To begin with, I believe that there is a need to make a distinction between commercial software, which directly connects consumers and businesses, and the software which mainly serves those institutions that assume important social responsibilities, like the government, schools, or hospitals.

The first kind of software serves solely the enterprises and therefore the purposes of collecting and analyzing our behavior data are mainly to make us more willing or even addicted to consuming. However, for the second kind of software, since their direct clients need to fulfill their social duties (even if achieving social welfare is not their exclusive purpose through the software), this kind of software can have some sort of justifications for using our personal data. Then the question is whether Coursework, as special software which serves mainly educational institutions, performs its “justified duty” well through surveillance?

Do monitoring and recording our behavior provide any functions?

Before digging into this issue, I had an intuition that there must be some great work they can do through monitoring us. The behavioral study is recognized as a science, which gives people a general impression that the data about our behaviors should generate some conducive effects.To my surprise, as I went through the coursework website and the canvas website (I read the instructor guideline, student guideline, and admin guideline), I didn't find anything impressive.

Firstly, as a direct user, I mainly use coursework to check the “Announcements” to see if there are any important notifications, download the syllabus and other files professors upload, watch the class recordings and submit my assignments. Also, most of my classmates and I do not take coursework as the main tool for interactions. Google docs, emails, and What's App are popular for group study. None of the functions we use depends on the surveillance.

Secondly, although the canvas website displays lots of functions, and it generates and presents all kinds of exquisite charts and tables, the only thing I find needs to be supported by our behavior data is the "Analytics" function for instructors. With the help of “Analytics”, instructors can view students’ weekly online activity data. The data is displayed as a chart with two rows: average page views and average participation. Average pages tell instructors how many pages each student views in a week. The participations include posting a new comment, submitting an assignment, editing a document, joining a web conference, and so on.

Therefore, the only function the surveillance serves is generating a picture of students’ actions of studying instead of their learning outcomes (which I believe can be presented through their assignments and exams instead of their online actions).

Is the function valuable to our study?

For instructors, students’ studying activities may be important indicators for grading.
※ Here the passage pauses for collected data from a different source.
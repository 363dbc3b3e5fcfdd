//! Geometric surfaces and ray intersection.
//!
//! Shapes form a closed set ([`Shape`]) so intersection dispatch stays
//! exhaustive. A [`Geometry`] pairs a shape with its material and emission;
//! [`Geometries`] is the composite that the scene holds.

mod cylinder;
mod geometries;
mod plane;
mod polygon;
mod sphere;
mod tube;

pub use cylinder::Cylinder;
pub use geometries::{Geometries, GeometryNode};
pub use plane::Plane;
pub use polygon::Polygon;
pub use sphere::Sphere;
pub use tube::Tube;

use lumen_math::{align_zero, Aabb, Color, MathResult, Point, Ray, Vector};

use crate::{GeometryResult, Material};

/// Returns true if ray parameter `t` lies in `(0, max_distance]`.
#[inline]
pub(crate) fn in_range(t: f64, max_distance: f64) -> bool {
    align_zero(t) > 0.0 && align_zero(t - max_distance) <= 0.0
}

/// Turn ray parameters into hit points, keeping those in `(0, max_distance]`.
pub(crate) fn points_in_range(ray: &Ray, ts: &[f64], max_distance: f64) -> Vec<Point> {
    ts.iter()
        .copied()
        .filter(|&t| in_range(t, max_distance))
        .map(|t| ray.at(t))
        .collect()
}

/// An intersection record: the surface that was hit and where.
#[derive(Debug, Clone, Copy)]
pub struct GeoPoint<'a> {
    pub geometry: &'a Geometry,
    pub point: Point,
}

impl<'a> GeoPoint<'a> {
    pub fn new(geometry: &'a Geometry, point: Point) -> Self {
        Self { geometry, point }
    }

    /// Unit surface normal at the hit point.
    pub fn normal(&self) -> MathResult<Vector> {
        self.geometry.normal_at(self.point)
    }
}

/// Trait for anything that can be intersected by rays.
pub trait Intersectable: Send + Sync {
    /// All intersections with `t` in `(0, max_distance]`, in no particular
    /// order across members. An empty vector means no intersection.
    fn find_intersections<'a>(&'a self, ray: &Ray, max_distance: f64) -> Vec<GeoPoint<'a>>;

    /// All intersections in front of the ray origin.
    fn find_all_intersections<'a>(&'a self, ray: &Ray) -> Vec<GeoPoint<'a>> {
        self.find_intersections(ray, f64::INFINITY)
    }

    /// Bounding box, or `None` for unbounded surfaces.
    fn bounding_box(&self) -> Option<Aabb>;
}

/// The closed set of supported surface shapes.
#[derive(Debug, Clone, PartialEq)]
pub enum Shape {
    Sphere(Sphere),
    Plane(Plane),
    Polygon(Polygon),
    Tube(Tube),
    Cylinder(Cylinder),
}

impl Shape {
    /// Unit normal at a point on the surface.
    pub fn normal_at(&self, p: Point) -> MathResult<Vector> {
        match self {
            Shape::Sphere(s) => s.normal_at(p),
            Shape::Plane(s) => Ok(s.normal_at(p)),
            Shape::Polygon(s) => Ok(s.normal_at(p)),
            Shape::Tube(s) => s.normal_at(p),
            Shape::Cylinder(s) => s.normal_at(p),
        }
    }

    /// Hit points with `t` in `(0, max_distance]`, nearest first.
    pub fn intersect(&self, ray: &Ray, max_distance: f64) -> Vec<Point> {
        match self {
            Shape::Sphere(s) => s.intersect(ray, max_distance),
            Shape::Plane(s) => s.intersect(ray, max_distance),
            Shape::Polygon(s) => s.intersect(ray, max_distance),
            Shape::Tube(s) => s.intersect(ray, max_distance),
            Shape::Cylinder(s) => s.intersect(ray, max_distance),
        }
    }

    pub fn bounding_box(&self) -> Option<Aabb> {
        match self {
            Shape::Sphere(s) => Some(s.bounding_box()),
            Shape::Plane(_) | Shape::Tube(_) => None,
            Shape::Polygon(s) => Some(s.bounding_box()),
            Shape::Cylinder(s) => Some(s.bounding_box()),
        }
    }
}

macro_rules! impl_shape_from {
    ($($variant:ident),*) => {
        $(
            impl From<$variant> for Shape {
                fn from(s: $variant) -> Self {
                    Shape::$variant(s)
                }
            }
        )*
    };
}

impl_shape_from!(Sphere, Plane, Polygon, Tube, Cylinder);

/// A renderable surface: a shape with a material and an emission color.
#[derive(Debug, Clone, PartialEq)]
pub struct Geometry {
    shape: Shape,
    material: Material,
    emission: Color,
}

impl Geometry {
    /// Create a geometry with the default (all-zero) material and no emission.
    pub fn new(shape: impl Into<Shape>) -> Self {
        Self {
            shape: shape.into(),
            material: Material::default(),
            emission: Color::BLACK,
        }
    }

    pub fn sphere(center: Point, radius: f64) -> GeometryResult<Self> {
        Ok(Self::new(Sphere::new(center, radius)?))
    }

    pub fn plane(point: Point, normal: Vector) -> GeometryResult<Self> {
        Ok(Self::new(Plane::new(point, normal)?))
    }

    pub fn triangle(a: Point, b: Point, c: Point) -> GeometryResult<Self> {
        Ok(Self::new(Polygon::triangle(a, b, c)?))
    }

    pub fn polygon(vertices: Vec<Point>) -> GeometryResult<Self> {
        Ok(Self::new(Polygon::new(vertices)?))
    }

    pub fn tube(axis: Ray, radius: f64) -> GeometryResult<Self> {
        Ok(Self::new(Tube::new(axis, radius)?))
    }

    pub fn cylinder(axis: Ray, radius: f64, height: f64) -> GeometryResult<Self> {
        Ok(Self::new(Cylinder::new(axis, radius, height)?))
    }

    pub fn with_material(mut self, material: Material) -> Self {
        self.material = material;
        self
    }

    pub fn with_emission(mut self, emission: Color) -> Self {
        self.emission = emission;
        self
    }

    pub fn shape(&self) -> &Shape {
        &self.shape
    }

    pub fn material(&self) -> &Material {
        &self.material
    }

    pub fn emission(&self) -> Color {
        self.emission
    }

    pub fn normal_at(&self, p: Point) -> MathResult<Vector> {
        self.shape.normal_at(p)
    }
}

impl Intersectable for Geometry {
    fn find_intersections<'a>(&'a self, ray: &Ray, max_distance: f64) -> Vec<GeoPoint<'a>> {
        if let Some(bbox) = self.bounding_box() {
            if !bbox.hit(ray, max_distance) {
                return Vec::new();
            }
        }

        self.shape
            .intersect(ray, max_distance)
            .into_iter()
            .map(|p| GeoPoint::new(self, p))
            .collect()
    }

    fn bounding_box(&self) -> Option<Aabb> {
        self.shape.bounding_box()
    }
}

#[cfg(test)]
mod tests {
    use super::*;

    #[test]
    fn test_in_range() {
        assert!(in_range(1.0, f64::INFINITY));
        assert!(in_range(5.0, 5.0));
        assert!(!in_range(5.1, 5.0));
        assert!(!in_range(0.0, 5.0));
        assert!(!in_range(1e-12, 5.0));
        assert!(!in_range(-1.0, 5.0));
    }

    #[test]
    fn test_geometry_defaults() {
        let g = Geometry::sphere(Point::ZERO, 1.0).unwrap();
        assert_eq!(g.emission(), Color::BLACK);
        assert_eq!(*g.material(), Material::default());
    }

    #[test]
    fn test_geometry_geo_points_reference_their_geometry() {
        let g = Geometry::sphere(Point::new(0.0, 0.0, -5.0), 1.0)
            .unwrap()
            .with_emission(Color::new(1.0, 2.0, 3.0));
        let ray = Ray::new(Point::ZERO, -Vector::Z).unwrap();

        let hits = g.find_all_intersections(&ray);
        assert_eq!(hits.len(), 2);
        for hit in &hits {
            assert!(std::ptr::eq(hit.geometry, &g));
            assert_eq!(hit.geometry.emission(), Color::new(1.0, 2.0, 3.0));
        }
    }

    #[test]
    fn test_geometry_bounding_box_culls_misses() {
        let g = Geometry::sphere(Point::new(0.0, 0.0, -5.0), 1.0).unwrap();
        let ray = Ray::new(Point::new(10.0, 0.0, 0.0), -Vector::Z).unwrap();
        assert!(g.find_all_intersections(&ray).is_empty());
    }

    #[test]
    fn test_geo_point_normal() {
        let g = Geometry::sphere(Point::ZERO, 2.0).unwrap();
        let gp = GeoPoint::new(&g, Point::new(0.0, 2.0, 0.0));
        assert_eq!(gp.normal().unwrap(), Vector::Y);
    }
}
They may suppose that these activities show students’ attitudes and efforts. (Although there may be lots of instructors who don’t care about this, I believe that among all the hypothetical effects, this is the most significant and possible use of those data that deserves to be discussed.) As a result, the awareness of being recorded behaviors may create some anxiety about grades and peer pressure for students, which may encourage or push them to take study actions.
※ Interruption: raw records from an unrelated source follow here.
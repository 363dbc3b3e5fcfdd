//! Scene snapshot and builder.
//!
//! A `SceneBuilder` collects geometries and lights during setup; `build()`
//! freezes them into a `Scene` that is only ever read during rendering, so
//! render workers can share it without locks.

use lumen_math::{Color, Ray};

use crate::geometry::{GeoPoint, Geometries, GeometryNode, Intersectable};
use crate::light::{AmbientLight, LightSource};

/// An immutable scene: geometry, lights, ambient term and background.
#[derive(Debug, Clone)]
pub struct Scene {
    name: String,
    geometries: Geometries,
    lights: Vec<LightSource>,
    ambient_light: AmbientLight,
    background: Color,
}

impl Scene {
    /// Start building a scene.
    pub fn builder(name: impl Into<String>) -> SceneBuilder {
        SceneBuilder::new(name)
    }

    pub fn name(&self) -> &str {
        &self.name
    }

    pub fn geometries(&self) -> &Geometries {
        &self.geometries
    }

    pub fn lights(&self) -> &[LightSource] {
        &self.lights
    }

    pub fn ambient_light(&self) -> &AmbientLight {
        &self.ambient_light
    }

    pub fn background(&self) -> Color {
        self.background
    }

    /// All intersections with `t` in `(0, max_distance]`.
    pub fn find_intersections(&self, ray: &Ray, max_distance: f64) -> Vec<GeoPoint<'_>> {
        self.geometries.find_intersections(ray, max_distance)
    }

    /// The intersection nearest to the ray origin, if any.
    pub fn find_closest_intersection(&self, ray: &Ray) -> Option<GeoPoint<'_>> {
        ray.closest_by(self.geometries.find_all_intersections(ray), |gp| gp.point)
    }
}

/// Mutable builder producing an immutable [`Scene`].
#[derive(Debug, Clone)]
pub struct SceneBuilder {
    name: String,
    geometries: Geometries,
    lights: Vec<LightSource>,
    ambient_light: AmbientLight,
    background: Color,
}

impl SceneBuilder {
    /// Create a builder with no geometry, no lights, no ambient light and a
    /// black background.
    pub fn new(name: impl Into<String>) -> Self {
        Self {
            name: name.into(),
            geometries: Geometries::new(),
            lights: Vec::new(),
            ambient_light: AmbientLight::NONE,
            background: Color::BLACK,
        }
    }

    pub fn with_background(mut self, background: Color) -> Self {
        self.background = background;
        self
    }

    pub fn with_ambient_light(mut self, ambient_light: AmbientLight) -> Self {
        self.ambient_light = ambient_light;
        self
    }

    /// Add a surface or a group of surfaces.
    pub fn add_geometry(mut self, geometry: impl Into<GeometryNode>) -> Self {
        self.geometries.add(geometry);
        self
    }

    pub fn add_light(mut self, light: impl Into<LightSource>) -> Self {
        self.lights.push(light.into());
        self
    }

    /// Freeze the builder into a scene.
    pub fn build(self) -> Scene {
        log::debug!(
            "Built scene '{}': {} surfaces, {} lights",
            self.name,
            self.geometries.surfaces().len(),
            self.lights.len()
        );

        Scene {
            name: self.name,
            geometries: self.geometries,
            lights: self.lights,
            ambient_light: self.ambient_light,
            background: self.background,
        }
    }
}

#[cfg(test)]
mod tests {
    use super::*;
    use crate::{Geometry, PointLight};
    use lumen_math::{Point, Vector};

    fn sample_scene() -> Scene {
        Scene::builder("sample")
            .with_background(Color::new(10.0, 20.0, 30.0))
            .with_ambient_light(AmbientLight::new(Color::WHITE, 0.1))
            .add_geometry(Geometry::sphere(Point::new(0.0, 0.0, -10.0), 1.0).unwrap())
            .add_geometry(Geometry::sphere(Point::new(0.0, 0.0, -5.0), 1.0).unwrap())
            .add_light(PointLight::new(Color::WHITE, Point::new(0.0, 10.0, 0.0)))
            .build()
    }

    #[test]
    fn test_builder() {
        let _ = env_logger::builder().is_test(true).try_init();

        let scene = sample_scene();
        assert_eq!(scene.name(), "sample");
        assert_eq!(scene.background(), Color::new(10.0, 20.0, 30.0));
        assert_eq!(scene.geometries().len(), 2);
        assert_eq!(scene.lights().len(), 1);
        assert!(scene.ambient_light().intensity().r() > 0.0);
    }

    #[test]
    fn test_defaults() {
        let scene = SceneBuilder::new("empty").build();
        assert_eq!(scene.background(), Color::BLACK);
        assert_eq!(scene.ambient_light().intensity(), Color::BLACK);
        assert!(scene.geometries().is_empty());
        assert!(scene.lights().is_empty());
    }

    #[test]
    fn test_find_closest_intersection() {
        let scene = sample_scene();
        let ray = Ray::new(Point::ZERO, -Vector::Z).unwrap();

        let closest = scene.find_closest_intersection(&ray).unwrap();
        assert_eq!(closest.point, Point::new(0.0, 0.0, -4.0));
        assert_eq!(scene.find_intersections(&ray, f64::INFINITY).len(), 4);
    }

    #[test]
    fn test_no_intersection_is_none() {
        let scene = sample_scene();
        let ray = Ray::new(Point::ZERO, Vector::Z).unwrap();
        assert!(scene.find_closest_intersection(&ray).is_none());
    }

    #[test]
    fn test_scene_is_shareable_across_threads() {
        fn assert_sync<T: Send + Sync>() {}
        assert_sync::<Scene>();
    }
}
Then, whether the encouraging or pushing power mentioned above is valuable to students’ study? The answer should be supported by studies that involve human behaviors, psychology, pedagogy, and sociology. However, I still want to discuss it from my own perspective.

I tend to think there are two layers of issues that need to be considered.
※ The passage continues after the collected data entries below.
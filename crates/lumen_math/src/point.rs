//! Locations in 3D space.

use std::ops::{Add, Sub};

use glam::DVec3;

use crate::Vector;

/// A location in 3D space.
///
/// Subtracting two points yields a [`Vector`]; adding a vector to a point
/// yields a point.
#[derive(Debug, Clone, Copy, PartialEq, Default)]
pub struct Point(DVec3);

impl Point {
    pub const ZERO: Point = Point(DVec3::ZERO);

    /// Create a new point.
    #[inline]
    pub const fn new(x: f64, y: f64, z: f64) -> Self {
        Self(DVec3::new(x, y, z))
    }

    #[inline]
    pub const fn from_dvec3(v: DVec3) -> Self {
        Self(v)
    }

    #[inline]
    pub fn as_dvec3(self) -> DVec3 {
        self.0
    }

    #[inline]
    pub fn x(self) -> f64 {
        self.0.x
    }

    #[inline]
    pub fn y(self) -> f64 {
        self.0.y
    }

    #[inline]
    pub fn z(self) -> f64 {
        self.0.z
    }

    #[inline]
    pub fn distance_squared(self, other: Point) -> f64 {
        self.0.distance_squared(other.0)
    }

    #[inline]
    pub fn distance(self, other: Point) -> f64 {
        self.0.distance(other.0)
    }

    /// Component-wise minimum of two points.
    #[inline]
    pub fn min(self, other: Point) -> Point {
        Point(self.0.min(other.0))
    }

    /// Component-wise maximum of two points.
    #[inline]
    pub fn max(self, other: Point) -> Point {
        Point(self.0.max(other.0))
    }
}

impl Add<Vector> for Point {
    type Output = Point;

    #[inline]
    fn add(self, rhs: Vector) -> Point {
        Point(self.0 + rhs.as_dvec3())
    }
}

impl Sub<Vector> for Point {
    type Output = Point;

    #[inline]
    fn sub(self, rhs: Vector) -> Point {
        Point(self.0 - rhs.as_dvec3())
    }
}

impl Sub for Point {
    type Output = Vector;

    #[inline]
    fn sub(self, rhs: Point) -> Vector {
        Vector::from_dvec3(self.0 - rhs.0)
    }
}

#[cfg(test)]
mod tests {
    use super::*;

    #[test]
    fn test_distance() {
        let a = Point::new(1.0, 0.0, 0.0);
        let b = Point::new(1.0, 3.0, 4.0);
        assert_eq!(a.distance_squared(b), 25.0);
        assert_eq!(a.distance(b), 5.0);
    }

    #[test]
    fn test_point_sub_vector() {
        let p = Point::new(1.0, 1.0, 1.0) - Vector::new(1.0, 0.0, 0.0);
        assert_eq!(p, Point::new(0.0, 1.0, 1.0));
    }

    #[test]
    fn test_min_max() {
        let a = Point::new(1.0, 5.0, -2.0);
        let b = Point::new(3.0, 0.0, -4.0);
        assert_eq!(a.min(b), Point::new(1.0, 0.0, -4.0));
        assert_eq!(a.max(b), Point::new(3.0, 5.0, -2.0));
    }
}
The first is whether it truly boosts students’ academic performance?

Reading more pages and spending more time do help students get more information about the course, which increases the opportunities of gaining the knowledge, broadening their minds, and digging more into the subjects. However, being monitored to take study actions is not necessary for the purposes since more assignments may get the same effects as well. The possible influence I conceive is that taking study actions may be conducive to forming a regular studying pattern so that students don't push all the study tasks at the end of the semester, but to what degree it helps improve the performance is highly questionable.

The second is that whether students’ improved performance (if there is) benefits them in the future?

Assume that students do form a good study habit and it improves their academic performance, then will these have significantly positive effects for their future life or career? This is an even harder question to answer yes. From a hypothetical perspective, better performance seems to lead to higher possibilities of good opportunities for future developments. However, we both know that, in reality, there is way too much more than that between a good grade and a successful life, especially when the grade is driven by anxiety and pressure instead of interest.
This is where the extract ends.